╭──

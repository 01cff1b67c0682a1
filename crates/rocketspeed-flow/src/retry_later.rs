// Sink whose target may ask for a write to be retried after a delay.
use crate::{allocate_sink_id, ManagedSink, ReadyFuture, Sink, SinkId};
use std::collections::VecDeque;
use std::sync::{Arc, Mutex};
use std::time::{Duration, Instant};

/// Result of offering a value to a retry-later handler.
pub enum RetryDecision<T> {
    Accepted,
    /// The handler could not take the value; offer it again after the
    /// delay.
    RetryAfter(T, Duration),
}

type Handler<T> = Box<dyn FnMut(T) -> RetryDecision<T> + Send>;

struct RetryState<T> {
    handler: Handler<T>,
    pending: VecDeque<T>,
    next_attempt: Option<Instant>,
}

struct RetryShared<T> {
    id: SinkId,
    name: String,
    state: Mutex<RetryState<T>>,
}

/// Forwards writes to a handler that may apply backpressure by requesting
/// a retry delay. Refused values are buffered in order and re-offered
/// once the delay elapses.
pub struct RetryLaterSink<T> {
    shared: Arc<RetryShared<T>>,
}

impl<T: Send + 'static> RetryLaterSink<T> {
    pub fn new(
        name: impl Into<String>,
        handler: impl FnMut(T) -> RetryDecision<T> + Send + 'static,
    ) -> Self {
        Self {
            shared: Arc::new(RetryShared {
                id: allocate_sink_id(),
                name: name.into(),
                state: Mutex::new(RetryState {
                    handler: Box::new(handler),
                    pending: VecDeque::new(),
                    next_attempt: None,
                }),
            }),
        }
    }

    pub fn pending_len(&self) -> usize {
        self.shared.state.lock().expect("retry lock").pending.len()
    }
}

impl<T> Clone for RetryLaterSink<T> {
    fn clone(&self) -> Self {
        Self {
            shared: self.shared.clone(),
        }
    }
}

impl<T: Send + 'static> Sink<T> for RetryLaterSink<T> {
    fn write(&self, value: T) -> bool {
        let mut state = self.shared.state.lock().expect("retry lock");
        if let Some(at) = state.next_attempt {
            if Instant::now() < at {
                state.pending.push_back(value);
                return false;
            }
            state.next_attempt = None;
        }
        if !state.pending.is_empty() {
            // Keep order behind values already waiting for retry.
            state.pending.push_back(value);
            return false;
        }
        match (state.handler)(value) {
            RetryDecision::Accepted => true,
            RetryDecision::RetryAfter(value, delay) => {
                state.pending.push_front(value);
                state.next_attempt = Some(Instant::now() + delay);
                false
            }
        }
    }
}

impl<T: Send + 'static> ManagedSink for RetryLaterSink<T> {
    fn sink_id(&self) -> SinkId {
        self.shared.id
    }

    fn sink_name(&self) -> &str {
        &self.shared.name
    }

    fn flush_pending(&self) -> bool {
        let mut state = self.shared.state.lock().expect("retry lock");
        if let Some(at) = state.next_attempt {
            if Instant::now() < at {
                return false;
            }
            state.next_attempt = None;
        }
        while let Some(value) = state.pending.pop_front() {
            match (state.handler)(value) {
                RetryDecision::Accepted => continue,
                RetryDecision::RetryAfter(value, delay) => {
                    state.pending.push_front(value);
                    state.next_attempt = Some(Instant::now() + delay);
                    return false;
                }
            }
        }
        true
    }

    fn ready(&self) -> ReadyFuture {
        let wait = {
            let state = self.shared.state.lock().expect("retry lock");
            state
                .next_attempt
                .map(|at| at.saturating_duration_since(Instant::now()))
                // No recorded delay; poll again shortly.
                .unwrap_or(Duration::from_millis(10))
        };
        Box::pin(async move {
            if !wait.is_zero() {
                tokio::time::sleep(wait).await;
            }
        })
    }

    fn boxed_clone(&self) -> Box<dyn ManagedSink> {
        Box::new(self.clone())
    }
}

#[cfg(test)]
mod tests {
    use super::*;
    use std::sync::atomic::{AtomicBool, Ordering};

    #[tokio::test]
    async fn accepted_writes_pass_straight_through() {
        let taken = Arc::new(Mutex::new(Vec::new()));
        let sink_taken = taken.clone();
        let sink = RetryLaterSink::new("test", move |value: u32| {
            sink_taken.lock().expect("taken").push(value);
            RetryDecision::Accepted
        });
        assert!(sink.write(1));
        assert!(sink.write(2));
        assert_eq!(*taken.lock().expect("taken"), vec![1, 2]);
    }

    #[tokio::test]
    async fn refused_write_is_buffered_and_retried_after_delay() {
        let accept = Arc::new(AtomicBool::new(false));
        let handler_accept = accept.clone();
        let taken = Arc::new(Mutex::new(Vec::new()));
        let handler_taken = taken.clone();
        let sink = RetryLaterSink::new("test", move |value: u32| {
            if handler_accept.load(Ordering::Relaxed) {
                handler_taken.lock().expect("taken").push(value);
                RetryDecision::Accepted
            } else {
                RetryDecision::RetryAfter(value, Duration::from_millis(20))
            }
        });

        assert!(!sink.write(1));
        // Subsequent writes queue behind the refused value.
        assert!(!sink.write(2));
        assert_eq!(sink.pending_len(), 2);
        assert!(!sink.flush_pending());

        accept.store(true, Ordering::Relaxed);
        sink.ready().await;
        assert!(sink.flush_pending());
        assert_eq!(*taken.lock().expect("taken"), vec![1, 2]);
        assert_eq!(sink.pending_len(), 0);
    }
}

╰──

What the exercise asks: What this exercise asks for is the data above, retyped exactly.

Answer to the exercise:
repository 01cff1b67c0682a1
filename crates/rocketspeed-flow/src/retry_later.rs
// Sink whose target may ask for a write to be retried after a delay.
use crate::{allocate_sink_id, ManagedSink, ReadyFuture, Sink, SinkId};
use std::collections::VecDeque;
use std::sync::{Arc, Mutex};
use std::time::{Duration, Instant};

/// Result of offering a value to a retry-later handler.
pub enum RetryDecision<T> {
    Accepted,
    /// The handler could not take the value; offer it again after the
    /// delay.
    RetryAfter(T, Duration),
}

type Handler<T> = Box<dyn FnMut(T) -> RetryDecision<T> + Send>;

struct RetryState<T> {
    handler: Handler<T>,
    pending: VecDeque<T>,
    next_attempt: Option<Instant>,
}

struct RetryShared<T> {
    id: SinkId,
    name: String,
    state: Mutex<RetryState<T>>,
}

/// Forwards writes to a handler that may apply backpressure by requesting
/// a retry delay. Refused values are buffered in order and re-offered
/// once the delay elapses.
pub struct RetryLaterSink<T> {
    shared: Arc<RetryShared<T>>,
}

impl<T: Send + 'static> RetryLaterSink<T> {
    pub fn new(
        name: impl Into<String>,
        handler: impl FnMut(T) -> RetryDecision<T> + Send + 'static,
    ) -> Self {
        Self {
            shared: Arc::new(RetryShared {
                id: allocate_sink_id(),
                name: name.into(),
                state: Mutex::new(RetryState {
                    handler: Box::new(handler),
                    pending: VecDeque::new(),
                    next_attempt: None,
                }),
            }),
        }
    }

    pub fn pending_len(&self) -> usize {
        self.shared.state.lock().expect("retry lock").pending.len()
    }
}

impl<T> Clone for RetryLaterSink<T> {
    fn clone(&self) -> Self {
        Self {
            shared: self.shared.clone(),
        }
    }
}

impl<T: Send + 'static> Sink<T> for RetryLaterSink<T> {
    fn write(&self, value: T) -> bool {
        let mut state = self.shared.state.lock().expect("retry lock");
        if let Some(at) = state.next_attempt {
            if Instant::now() < at {
                state.pending.push_back(value);
                return false;
            }
            state.next_attempt = None;
        }
        if !state.pending.is_empty() {
            // Keep order behind values already waiting for retry.
            state.pending.push_back(value);
            return false;
        }
        match (state.handler)(value) {
            RetryDecision::Accepted => true,
            RetryDecision::RetryAfter(value, delay) => {
                state.pending.push_front(value);
                state.next_attempt = Some(Instant::now() + delay);
                false
            }
        }
    }
}

impl<T: Send + 'static> ManagedSink for RetryLaterSink<T> {
    fn sink_id(&self) -> SinkId {
        self.shared.id
    }

    fn sink_name(&self) -> &str {
        &self.shared.name
    }

    fn flush_pending(&self) -> bool {
        let mut state = self.shared.state.lock().expect("retry lock");
        if let Some(at) = state.next_attempt {
            if Instant::now() < at {
                return false;
            }
            state.next_attempt = None;
        }
        while let Some(value) = state.pending.pop_front() {
            match (state.handler)(value) {
                RetryDecision::Accepted => continue,
                RetryDecision::RetryAfter(value, delay) => {
                    state.pending.push_front(value);
                    state.next_attempt = Some(Instant::now() + delay);
                    return false;
                }
            }
        }
        true
    }

    fn ready(&self) -> ReadyFuture {
        let wait = {
            let state = self.shared.state.lock().expect("retry lock");
            state
                .next_attempt
                .map(|at| at.saturating_duration_since(Instant::now()))
                // No recorded delay; poll again shortly.
                .unwrap_or(Duration::from_millis(10))
        };
        Box::pin(async move {
            if !wait.is_zero() {
                tokio::time::sleep(wait).await;
            }
        })
    }

    fn boxed_clone(&self) -> Box<dyn ManagedSink> {
        Box::new(self.clone())
    }
}

#[cfg(test)]
mod tests {
    use super::*;
    use std::sync::atomic::{AtomicBool, Ordering};

    #[tokio::test]
    async fn accepted_writes_pass_straight_through() {
        let taken = Arc::new(Mutex::new(Vec::new()));
        let sink_taken = taken.clone();
        let sink = RetryLaterSink::new("test", move |value: u32| {
            sink_taken.lock().expect("taken").push(value);
            RetryDecision::Accepted
        });
        assert!(sink.write(1));
        assert!(sink.write(2));
        assert_eq!(*taken.lock().expect("taken"), vec![1, 2]);
    }

    #[tokio::test]
    async fn refused_write_is_buffered_and_retried_after_delay() {
        let accept = Arc::new(AtomicBool::new(false));
        let handler_accept = accept.clone();
        let taken = Arc::new(Mutex::new(Vec::new()));
        let handler_taken = taken.clone();
        let sink = RetryLaterSink::new("test", move |value: u32| {
            if handler_accept.load(Ordering::Relaxed) {
                handler_taken.lock().expect("taken").push(value);
                RetryDecision::Accepted
            } else {
                RetryDecision::RetryAfter(value, Duration::from_millis(20))
            }
        });

        assert!(!sink.write(1));
        // Subsequent writes queue behind the refused value.
        assert!(!sink.write(2));
        assert_eq!(sink.pending_len(), 2);
        assert!(!sink.flush_pending());

        accept.store(true, Ordering::Relaxed);
        sink.ready().await;
        assert!(sink.flush_pending());
        assert_eq!(*taken.lock().expect("taken"), vec![1, 2]);
        assert_eq!(sink.pending_len(), 0);
    }
}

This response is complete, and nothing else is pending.